▶ [Task to complete] Having read the entries, repeat all of them exactly.

Records shown Block Start

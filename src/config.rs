//! Engine configuration
//!
//! Settings come from an optional `weft.toml` and are then overridden by
//! command-line flags. A missing file means defaults.

use serde::{Deserialize, Serialize};
use std::fs;
use std::path::{Path, PathBuf};
use std::time::Duration;
use tracing::debug;

use crate::engine::GateSource;
use crate::error::ConfigError;
use crate::executor::{default_shell, ExecutorConfig};

/// Config file looked up next to the plan file
pub const FILE_NAME: &str = "weft.toml";

#[derive(Debug, Clone, PartialEq, Serialize, Deserialize)]
#[serde(default, deny_unknown_fields)]
pub struct EngineConfig {
    pub max_parallel: usize,
    pub continue_on_error: bool,
    pub dry_run: bool,
    /// Timeout in seconds for tasks that do not declare one
    pub default_timeout_secs: Option<f64>,
    pub shell: Vec<String>,
    pub gates: GateSource,
    /// Run gates even when a task failed
    pub run_gates_after_failure: bool,
}

impl Default for EngineConfig {
    fn default() -> Self {
        Self {
            max_parallel: 1,
            continue_on_error: false,
            dry_run: false,
            default_timeout_secs: None,
            shell: default_shell(),
            gates: GateSource::default(),
            run_gates_after_failure: false,
        }
    }
}

/// Command-line values that take precedence over the file
#[derive(Debug, Clone, Default)]
pub struct ConfigOverrides {
    pub max_parallel: Option<usize>,
    pub continue_on_error: bool,
    pub dry_run: bool,
    pub default_timeout_secs: Option<f64>,
    pub gates: Option<GateSource>,
}

impl EngineConfig {
    /// Load and validate a config file
    pub fn load(path: &Path) -> Result<Self, ConfigError> {
        let content = fs::read_to_string(path).map_err(|source| ConfigError::Read {
            path: path.to_path_buf(),
            source,
        })?;
        let config: EngineConfig = toml::from_str(&content).map_err(|source| ConfigError::Parse {
            path: path.to_path_buf(),
            source,
        })?;
        config.validate()?;
        debug!(path = %path.display(), "loaded engine config");
        Ok(config)
    }

    /// Load an explicit config file, else `weft.toml` beside the plan, else defaults.
    /// An explicit path that does not exist is an error.
    pub fn discover(
        explicit: Option<&Path>,
        plan_path: Option<&Path>,
    ) -> Result<Self, ConfigError> {
        if let Some(path) = explicit {
            return Self::load(path);
        }

        let candidate = plan_path.map(|plan| {
            plan.parent()
                .filter(|dir| !dir.as_os_str().is_empty())
                .unwrap_or(Path::new("."))
                .join(FILE_NAME)
        });
        match candidate {
            Some(path) if path.is_file() => Self::load(&path),
            _ => Ok(Self::default()),
        }
    }

    pub fn validate(&self) -> Result<(), ConfigError> {
        if self.max_parallel == 0 {
            return Err(ConfigError::Invalid("max_parallel must be at least 1".to_string()));
        }
        if self.shell.is_empty() || self.shell[0].trim().is_empty() {
            return Err(ConfigError::Invalid("shell must name a program".to_string()));
        }
        if let Some(secs) = self.default_timeout_secs {
            if secs <= 0.0 || Duration::try_from_secs_f64(secs).is_err() {
                return Err(ConfigError::Invalid(format!(
                    "default_timeout_secs must be a positive number of seconds, got {secs}"
                )));
            }
        }
        Ok(())
    }

    /// Apply command-line overrides and re-validate
    pub fn apply_overrides(mut self, overrides: &ConfigOverrides) -> Result<Self, ConfigError> {
        if let Some(max_parallel) = overrides.max_parallel {
            self.max_parallel = max_parallel;
        }
        self.continue_on_error |= overrides.continue_on_error;
        self.dry_run |= overrides.dry_run;
        if let Some(secs) = overrides.default_timeout_secs {
            self.default_timeout_secs = Some(secs);
        }
        if let Some(gates) = overrides.gates {
            self.gates = gates;
        }
        self.validate()?;
        Ok(self)
    }

    /// Default task timeout, if one is set and representable
    pub fn default_timeout(&self) -> Option<Duration> {
        self.default_timeout_secs
            .and_then(|secs| Duration::try_from_secs_f64(secs).ok())
    }

    /// Executor settings, with relative task directories resolved against `base_dir`
    pub fn executor_config(&self, base_dir: Option<PathBuf>) -> ExecutorConfig {
        let mut config = ExecutorConfig::default()
            .with_max_parallel(self.max_parallel)
            .with_continue_on_error(self.continue_on_error)
            .with_dry_run(self.dry_run)
            .with_shell(self.shell.iter().cloned());
        if let Some(timeout) = self.default_timeout() {
            config = config.with_default_timeout(timeout);
        }
        if let Some(dir) = base_dir {
            config = config.with_base_dir(dir);
        }
        config
    }
}
//! Runtime records produced by execution

mod duration_ms;
mod gate_result;
mod report;
mod task_result;

pub use gate_result::QualityGateResult;
pub use report::{ExecutionReport, ReportSummary, RunStatus};
pub use task_result::{TaskResult, TaskStatus};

Records shown Block End

▶ [Written reply]
filename src/config.rs
//! Engine configuration
//!
//! Settings come from an optional `weft.toml` and are then overridden by
//! command-line flags. A missing file means defaults.

use serde::{Deserialize, Serialize};
use std::fs;
use std::path::{Path, PathBuf};
use std::time::Duration;
use tracing::debug;

use crate::engine::GateSource;
use crate::error::ConfigError;
use crate::executor::{default_shell, ExecutorConfig};

/// Config file looked up next to the plan file
pub const FILE_NAME: &str = "weft.toml";

#[derive(Debug, Clone, PartialEq, Serialize, Deserialize)]
#[serde(default, deny_unknown_fields)]
pub struct EngineConfig {
    pub max_parallel: usize,
    pub continue_on_error: bool,
    pub dry_run: bool,
    /// Timeout in seconds for tasks that do not declare one
    pub default_timeout_secs: Option<f64>,
    pub shell: Vec<String>,
    pub gates: GateSource,
    /// Run gates even when a task failed
    pub run_gates_after_failure: bool,
}

impl Default for EngineConfig {
    fn default() -> Self {
        Self {
            max_parallel: 1,
            continue_on_error: false,
            dry_run: false,
            default_timeout_secs: None,
            shell: default_shell(),
            gates: GateSource::default(),
            run_gates_after_failure: false,
        }
    }
}

/// Command-line values that take precedence over the file
#[derive(Debug, Clone, Default)]
pub struct ConfigOverrides {
    pub max_parallel: Option<usize>,
    pub continue_on_error: bool,
    pub dry_run: bool,
    pub default_timeout_secs: Option<f64>,
    pub gates: Option<GateSource>,
}

impl EngineConfig {
    /// Load and validate a config file
    pub fn load(path: &Path) -> Result<Self, ConfigError> {
        let content = fs::read_to_string(path).map_err(|source| ConfigError::Read {
            path: path.to_path_buf(),
            source,
        })?;
        let config: EngineConfig = toml::from_str(&content).map_err(|source| ConfigError::Parse {
            path: path.to_path_buf(),
            source,
        })?;
        config.validate()?;
        debug!(path = %path.display(), "loaded engine config");
        Ok(config)
    }

    /// Load an explicit config file, else `weft.toml` beside the plan, else defaults.
    /// An explicit path that does not exist is an error.
    pub fn discover(
        explicit: Option<&Path>,
        plan_path: Option<&Path>,
    ) -> Result<Self, ConfigError> {
        if let Some(path) = explicit {
            return Self::load(path);
        }

        let candidate = plan_path.map(|plan| {
            plan.parent()
                .filter(|dir| !dir.as_os_str().is_empty())
                .unwrap_or(Path::new("."))
                .join(FILE_NAME)
        });
        match candidate {
            Some(path) if path.is_file() => Self::load(&path),
            _ => Ok(Self::default()),
        }
    }

    pub fn validate(&self) -> Result<(), ConfigError> {
        if self.max_parallel == 0 {
            return Err(ConfigError::Invalid("max_parallel must be at least 1".to_string()));
        }
        if self.shell.is_empty() || self.shell[0].trim().is_empty() {
            return Err(ConfigError::Invalid("shell must name a program".to_string()));
        }
        if let Some(secs) = self.default_timeout_secs {
            if secs <= 0.0 || Duration::try_from_secs_f64(secs).is_err() {
                return Err(ConfigError::Invalid(format!(
                    "default_timeout_secs must be a positive number of seconds, got {secs}"
                )));
            }
        }
        Ok(())
    }

    /// Apply command-line overrides and re-validate
    pub fn apply_overrides(mut self, overrides: &ConfigOverrides) -> Result<Self, ConfigError> {
        if let Some(max_parallel) = overrides.max_parallel {
            self.max_parallel = max_parallel;
        }
        self.continue_on_error |= overrides.continue_on_error;
        self.dry_run |= overrides.dry_run;
        if let Some(secs) = overrides.default_timeout_secs {
            self.default_timeout_secs = Some(secs);
        }
        if let Some(gates) = overrides.gates {
            self.gates = gates;
        }
        self.validate()?;
        Ok(self)
    }

    /// Default task timeout, if one is set and representable
    pub fn default_timeout(&self) -> Option<Duration> {
        self.default_timeout_secs
            .and_then(|secs| Duration::try_from_secs_f64(secs).ok())
    }

    /// Executor settings, with relative task directories resolved against `base_dir`
    pub fn executor_config(&self, base_dir: Option<PathBuf>) -> ExecutorConfig {
        let mut config = ExecutorConfig::default()
            .with_max_parallel(self.max_parallel)
            .with_continue_on_error(self.continue_on_error)
            .with_dry_run(self.dry_run)
            .with_shell(self.shell.iter().cloned());
        if let Some(timeout) = self.default_timeout() {
            config = config.with_default_timeout(timeout);
        }
        if let Some(dir) = base_dir {
            config = config.with_base_dir(dir);
        }
        config
    }
}
//! Runtime records produced by execution

mod duration_ms;
mod gate_result;
mod report;
mod task_result;

pub use gate_result::QualityGateResult;
pub use report::{ExecutionReport, ReportSummary, RunStatus};
pub use task_result::{TaskResult, TaskStatus};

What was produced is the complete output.